- TASK OBJECTIVE
Write the data out again, word for word.

--- ENTRIES SHOWN Enclosed Below ---

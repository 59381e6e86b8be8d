use contracts::tools::t100_color_picker::ColorRecord;
use leptos::prelude::*;

use super::api::fetch_colors;
use super::commit::commit_handler;
use crate::shared::config::ToolsConfig;
use crate::shared::host::{load_sdk, HostSdk};
use crate::shared::load_state::{
    ErrorMessage, LoadMessages, LoadState, LoadingIndicator, NoDataMessage,
};
use crate::shared::selectable_list::{RowCheckbox, RowContext, SelectableList};

const TITLE: &str = "COLOR PICKER";

const MESSAGES: LoadMessages = LoadMessages {
    loading: "Loading colors...",
    init_failed: "Error initializing colors tool",
    failed: "Failed to load colors data",
    no_data: "No colors data found",
};

#[derive(Clone, Debug)]
struct ColorsReady {
    colors: Vec<ColorRecord>,
    sdk: HostSdk,
}

/// Пикер цветов: поиск, фильтр архивных, отправка ссылок в документ
#[component]
pub fn ColorPicker(config: ToolsConfig) -> impl IntoView {
    let (state, set_state) = signal_local(LoadState::<ColorsReady>::Loading);
    let endpoint = config.colors.endpoint.clone();

    leptos::task::spawn_local(async move {
        let sdk = match load_sdk().await {
            Ok(sdk) => sdk,
            Err(e) => {
                log::error!("Error initializing colors tool: {}", e);
                set_state.set(LoadState::InitFailed(e));
                return;
            }
        };

        let loaded = fetch_colors(&endpoint).await;
        if let Err(e) = &loaded {
            log::error!("Failed to fetch colors data: {}", e);
        }
        set_state.set(LoadState::from_load(
            loaded.map(|colors| ColorsReady { colors, sdk }),
        ));
    });

    let commit = config.commit;

    move || match state.get() {
        LoadState::Loading => view! { <LoadingIndicator text={MESSAGES.loading} /> }.into_any(),
        LoadState::InitFailed(_) => view! { <ErrorMessage text={MESSAGES.init_failed} /> }.into_any(),
        LoadState::Failed(_) => view! { <ErrorMessage text={MESSAGES.failed} /> }.into_any(),
        LoadState::NoData => view! {
            <NoDataMessage text={MESSAGES.no_data} title=TITLE class_prefix="colors" />
        }
        .into_any(),
        LoadState::Ready(ready) => view! {
            <SelectableList
                dataset={ready.colors}
                render_row=color_row
                on_commit={commit_handler(ready.sdk.actions, ready.sdk.context)}
                title=TITLE
                class_prefix="colors"
                search_placeholder="Search colors..."
                no_results_message="No colors found matching your search"
                auxiliary_label="Show archived colors"
                error_label="Error"
                commit_timeout_ms={commit.timeout_ms}
                error_display_ms={commit.error_display_ms}
            />
        }
        .into_any(),
    }
}

fn color_row(row: RowContext<ColorRecord>) -> AnyView {
    let RowContext {
        item,
        checked,
        on_toggle,
    } = row;

    view! {
        <div class="color-item">
            <RowCheckbox checked=checked on_toggle=on_toggle class="color-checkbox" />
            <div
                class="color-swatch"
                style={format!("background-color: {};", item.swatch_color())}
            ></div>
            // Вся информация о цвете кликабельна
            <div class="color-info" on:click=move |_| on_toggle.run(())>
                <div class="color-name">{item.color_name.clone()}</div>
                <div class="color-code">{format!("Code: {}", item.color_code)}</div>
                {item.color_family.clone().filter(|f| !f.is_empty()).map(|family| view! {
                    <div class="color-family">{family}</div>
                })}
            </div>
        </div>
    }
    .into_any()
}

--- End of Enclosed ENTRIES SHOWN ---

- FINAL ANSWER
repository 59381e6e86b8be8d
use contracts::tools::t100_color_picker::ColorRecord;
use leptos::prelude::*;

use super::api::fetch_colors;
use super::commit::commit_handler;
use crate::shared::config::ToolsConfig;
use crate::shared::host::{load_sdk, HostSdk};
use crate::shared::load_state::{
    ErrorMessage, LoadMessages, LoadState, LoadingIndicator, NoDataMessage,
};
use crate::shared::selectable_list::{RowCheckbox, RowContext, SelectableList};

const TITLE: &str = "COLOR PICKER";

const MESSAGES: LoadMessages = LoadMessages {
    loading: "Loading colors...",
    init_failed: "Error initializing colors tool",
    failed: "Failed to load colors data",
    no_data: "No colors data found",
};

#[derive(Clone, Debug)]
struct ColorsReady {
    colors: Vec<ColorRecord>,
    sdk: HostSdk,
}

/// Пикер цветов: поиск, фильтр архивных, отправка ссылок в документ
#[component]
pub fn ColorPicker(config: ToolsConfig) -> impl IntoView {
    let (state, set_state) = signal_local(LoadState::<ColorsReady>::Loading);
    let endpoint = config.colors.endpoint.clone();

    leptos::task::spawn_local(async move {
        let sdk = match load_sdk().await {
            Ok(sdk) => sdk,
            Err(e) => {
                log::error!("Error initializing colors tool: {}", e);
                set_state.set(LoadState::InitFailed(e));
                return;
            }
        };

        let loaded = fetch_colors(&endpoint).await;
        if let Err(e) = &loaded {
            log::error!("Failed to fetch colors data: {}", e);
        }
        set_state.set(LoadState::from_load(
            loaded.map(|colors| ColorsReady { colors, sdk }),
        ));
    });

    let commit = config.commit;

    move || match state.get() {
        LoadState::Loading => view! { <LoadingIndicator text={MESSAGES.loading} /> }.into_any(),
        LoadState::InitFailed(_) => view! { <ErrorMessage text={MESSAGES.init_failed} /> }.into_any(),
        LoadState::Failed(_) => view! { <ErrorMessage text={MESSAGES.failed} /> }.into_any(),
        LoadState::NoData => view! {
            <NoDataMessage text={MESSAGES.no_data} title=TITLE class_prefix="colors" />
        }
        .into_any(),
        LoadState::Ready(ready) => view! {
            <SelectableList
                dataset={ready.colors}
                render_row=color_row
                on_commit={commit_handler(ready.sdk.actions, ready.sdk.context)}
                title=TITLE
                class_prefix="colors"
                search_placeholder="Search colors..."
                no_results_message="No colors found matching your search"
                auxiliary_label="Show archived colors"
                error_label="Error"
                commit_timeout_ms={commit.timeout_ms}
                error_display_ms={commit.error_display_ms}
            />
        }
        .into_any(),
    }
}

fn color_row(row: RowContext<ColorRecord>) -> AnyView {
    let RowContext {
        item,
        checked,
        on_toggle,
    } = row;

    view! {
        <div class="color-item">
            <RowCheckbox checked=checked on_toggle=on_toggle class="color-checkbox" />
            <div
                class="color-swatch"
                style={format!("background-color: {};", item.swatch_color())}
            ></div>
            // Вся информация о цвете кликабельна
            <div class="color-info" on:click=move |_| on_toggle.run(())>
                <div class="color-name">{item.color_name.clone()}</div>
                <div class="color-code">{format!("Code: {}", item.color_code)}</div>
                {item.color_family.clone().filter(|f| !f.is_empty()).map(|family| view! {
                    <div class="color-family">{family}</div>
                })}
            </div>
        </div>
    }
    .into_any()
}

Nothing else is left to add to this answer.